The phase 2 study referenced at the beginning of this news story was designed to investigate the effect of copper chelation on the level of circulating endothelial progenitor cells in breast cancer patients at high risk for recurrence. Bone marrow-derived endothelial progenitor cells are critical for metastatic progression since they have the ability to differentiate into cells comprising the lining of blood vessels. Tumors seeded in distant locations cannot grow beyond a tiny size without the establishment of new blood vessels. Copper chelation removes excess amounts of copper from the body.
The study enrolled 40 breast cancer patients without evidence of active disease in 2007. Most of the women had stage III or stage IV breast cancer; women with triple negative disease were included in the study at stage II. Study participants were treated orally for two years or until breast cancer relapse with 100 mg of tetrathiomolybdate (an anti-angiogenic copper chelator) to maintain ceruloplasmin below 17 mg/dl. Ceruloplasmin is a copper compound used to measure circulating copper levels.
Three-quarters of the women achieved the copper depletion target within a month: 91% of the triple-negative patients and 41% of the luminal A and luminal B patients. A significant reduction in endothelial progenitor cells was observed in the women who reached the copper depletion target, but not the others. The 10-month recurrence-free survival rate was 85.0% overall. Six of the study participants relapsed during the study period, of whom only one had maintained endothelial progenitor cells below her baseline level. Four of the study participants with a history of stage IV triple-negative breast cancer have remained disease free for between three and five and one-half years.

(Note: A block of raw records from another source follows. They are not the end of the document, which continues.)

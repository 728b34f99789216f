// src/file_navigator.rs - Directory cursor and paging for the panel file list
use async_trait::async_trait;
use std::collections::HashMap;
use std::path::PathBuf;
use thiserror::Error;

#[derive(Debug, Error)]
pub enum MediaError {
    #[error("media I/O error: {0}")]
    Io(#[from] std::io::Error),
    #[error("no such directory: {0}")]
    NoSuchDir(String),
}

/// One entry in a media directory.
#[derive(Debug, Clone, PartialEq, Eq)]
pub struct MediaEntry {
    pub name: String,
    pub is_dir: bool,
}

/// Source of printable files. The firmware owns the physical card; this
/// trait is the read-only view the navigator pages over.
#[async_trait]
pub trait MediaStore: Send + Sync {
    async fn is_present(&self) -> bool;
    async fn list_dir(&self, rel: &str) -> Result<Vec<MediaEntry>, MediaError>;
}

/// Media rooted in a host directory.
pub struct FsMediaStore {
    root: PathBuf,
}

impl FsMediaStore {
    pub fn new(root: impl Into<PathBuf>) -> Self {
        Self { root: root.into() }
    }
}

#[async_trait]
impl MediaStore for FsMediaStore {
    async fn is_present(&self) -> bool {
        tokio::fs::metadata(&self.root)
            .await
            .map(|m| m.is_dir())
            .unwrap_or(false)
    }

    async fn list_dir(&self, rel: &str) -> Result<Vec<MediaEntry>, MediaError> {
        let dir = if rel.is_empty() {
            self.root.clone()
        } else {
            self.root.join(rel)
        };
        let mut reader = tokio::fs::read_dir(&dir).await?;
        let mut entries = Vec::new();
        while let Some(entry) = reader.next_entry().await? {
            let Ok(name) = entry.file_name().into_string() else {
                continue;
            };
            let is_dir = entry
                .file_type()
                .await
                .map(|t| t.is_dir())
                .unwrap_or(false);
            entries.push(MediaEntry { name, is_dir });
        }
        Ok(entries)
    }
}

/// In-memory media, for tests and bench runs without a card. Keyed by
/// relative directory path ("" is the root).
#[derive(Default)]
pub struct MemoryMediaStore {
    pub present: bool,
    pub dirs: HashMap<String, Vec<MediaEntry>>,
}

impl MemoryMediaStore {
    pub fn new() -> Self {
        Self {
            present: true,
            dirs: HashMap::new(),
        }
    }

    pub fn absent() -> Self {
        Self {
            present: false,
            dirs: HashMap::new(),
        }
    }

    pub fn add_file(&mut self, dir: &str, name: &str) -> &mut Self {
        self.dirs.entry(dir.to_string()).or_default().push(MediaEntry {
            name: name.to_string(),
            is_dir: false,
        });
        self
    }

    pub fn add_dir(&mut self, dir: &str, name: &str) -> &mut Self {
        self.dirs.entry(dir.to_string()).or_default().push(MediaEntry {
            name: name.to_string(),
            is_dir: true,
        });
        self.dirs.entry(join_rel(dir, name)).or_default();
        self
    }
}

#[async_trait]
impl MediaStore for MemoryMediaStore {
    async fn is_present(&self) -> bool {
        self.present
    }

    async fn list_dir(&self, rel: &str) -> Result<Vec<MediaEntry>, MediaError> {
        self.dirs
            .get(rel)
            .cloned()
            .ok_or_else(|| MediaError::NoSuchDir(rel.to_string()))
    }
}

fn join_rel(dir: &str, name: &str) -> String {
    if dir.is_empty() {
        name.to_string()
    } else {
        format!("{dir}/{name}")
    }
}

fn is_gcode(name: &str) -> bool {
    let lower = name.to_ascii_lowercase();
    lower.ends_with(".gco") || lower.ends_with(".gcode")
}

/// Cursor over the media tree. The panel asks for pages of entries and
/// navigates with "up one level" / "enter folder" tokens; the cursor is the
/// only state kept between those requests.
pub struct FileNavigator<M> {
    media: M,
    folders: Vec<String>,
}

/// One listing row as sent to the panel: the selectable token line followed
/// by the display line.
#[derive(Debug, Clone, PartialEq, Eq)]
pub struct ListingRow {
    pub token: String,
    pub display: String,
}

impl<M: MediaStore> FileNavigator<M> {
    pub fn new(media: M) -> Self {
        Self {
            media,
            folders: Vec::new(),
        }
    }

    pub fn media(&self) -> &M {
        &self.media
    }

    /// Back to the card root.
    pub fn reset(&mut self) {
        self.folders.clear();
    }

    pub fn up_dir(&mut self) {
        self.folders.pop();
    }

    pub fn change_dir(&mut self, name: &str) {
        self.folders.push(name.to_string());
    }

    pub fn current_dir(&self) -> String {
        self.folders.join("/")
    }

    pub async fn is_media_present(&self) -> bool {
        self.media.is_present().await
    }

    /// One page of the current directory: folders first, then G-code files,
    /// both alphabetical. Other file types are not shown to the panel.
    pub async fn page(&self, start: usize, count: usize) -> Vec<ListingRow> {
        let dir = self.current_dir();
        let mut entries = match self.media.list_dir(&dir).await {
            Ok(entries) => entries,
            Err(err) => {
                tracing::warn!("media listing failed for '{}': {}", dir, err);
                return Vec::new();
            }
        };
        entries.retain(|e| e.is_dir || is_gcode(&e.name));
        entries.sort_by(|a, b| b.is_dir.cmp(&a.is_dir).then(a.name.cmp(&b.name)));

        entries
            .into_iter()
            .skip(start)
            .take(count)
            .map(|entry| {
                if entry.is_dir {
                    ListingRow {
                        token: entry.name.clone(),
                        display: format!("{}/", entry.name),
                    }
                } else {
                    ListingRow {
                        token: format!("/{}", join_rel(&dir, &entry.name)),
                        display: entry.name,
                    }
                }
            })
            .collect()
    }
}

#[cfg(test)]
mod tests {
    use super::*;

    fn media() -> MemoryMediaStore {
        let mut media = MemoryMediaStore::new();
        media
            .add_file("", "benchy.gco")
            .add_file("", "zebra.gcode")
            .add_file("", "notes.txt")
            .add_dir("", "calibration")
            .add_file("calibration", "cube.gco");
        media
    }

    #[tokio::test]
    async fn page_lists_folders_first_and_filters_non_gcode() {
        let nav = FileNavigator::new(media());
        let rows = nav.page(0, 4).await;
        assert_eq!(rows.len(), 3);
        assert_eq!(rows[0].token, "calibration");
        assert_eq!(rows[0].display, "calibration/");
        assert_eq!(rows[1].token, "/benchy.gco");
        assert_eq!(rows[1].display, "benchy.gco");
        assert_eq!(rows[2].token, "/zebra.gcode");
    }

    #[tokio::test]
    async fn paging_window_is_respected() {
        let nav = FileNavigator::new(media());
        let rows = nav.page(1, 1).await;
        assert_eq!(rows.len(), 1);
        assert_eq!(rows[0].token, "/benchy.gco");
        assert!(nav.page(10, 4).await.is_empty());
    }

    #[tokio::test]
    async fn traversal_changes_the_listing_root() {
        let mut nav = FileNavigator::new(media());
        nav.change_dir("calibration");
        let rows = nav.page(0, 4).await;
        assert_eq!(rows[0].token, "/calibration/cube.gco");
        nav.up_dir();
        assert_eq!(nav.current_dir(), "");
        nav.change_dir("calibration");
        nav.reset();
        assert_eq!(nav.current_dir(), "");
    }

    #[tokio::test]
    async fn fs_store_round_trip() {
        let dir = tempfile::tempdir().unwrap();
        std::fs::write(dir.path().join("part.gco"), b"G28\n").unwrap();
        std::fs::create_dir(dir.path().join("sub")).unwrap();

        let store = FsMediaStore::new(dir.path());
        assert!(store.is_present().await);
        let nav = FileNavigator::new(store);
        let rows = nav.page(0, 4).await;
        assert_eq!(rows.len(), 2);
        assert_eq!(rows[0].display, "sub/");
        assert_eq!(rows[1].token, "/part.gco");
    }

    #[tokio::test]
    async fn absent_media_reports_not_present() {
        let nav = FileNavigator::new(MemoryMediaStore::absent());
        assert!(!nav.is_media_present().await);
    }
}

The most serious side effects of the treatment were all blood-related: neutropenia (low white blood cell count: 3.1% of cycles), febrile neutropenia (low white blood cell count accompanied by infection: 0.2%), and anemia (low red blood cell count: 0.2%). The authors conclude that tetrathiomolybdate is safe and may serve to promote tumor dormancy and ultimately prevent relapse by limiting the number of endothelial progenitor cells. The authors plan to launch a phase III clinical trial in the near future.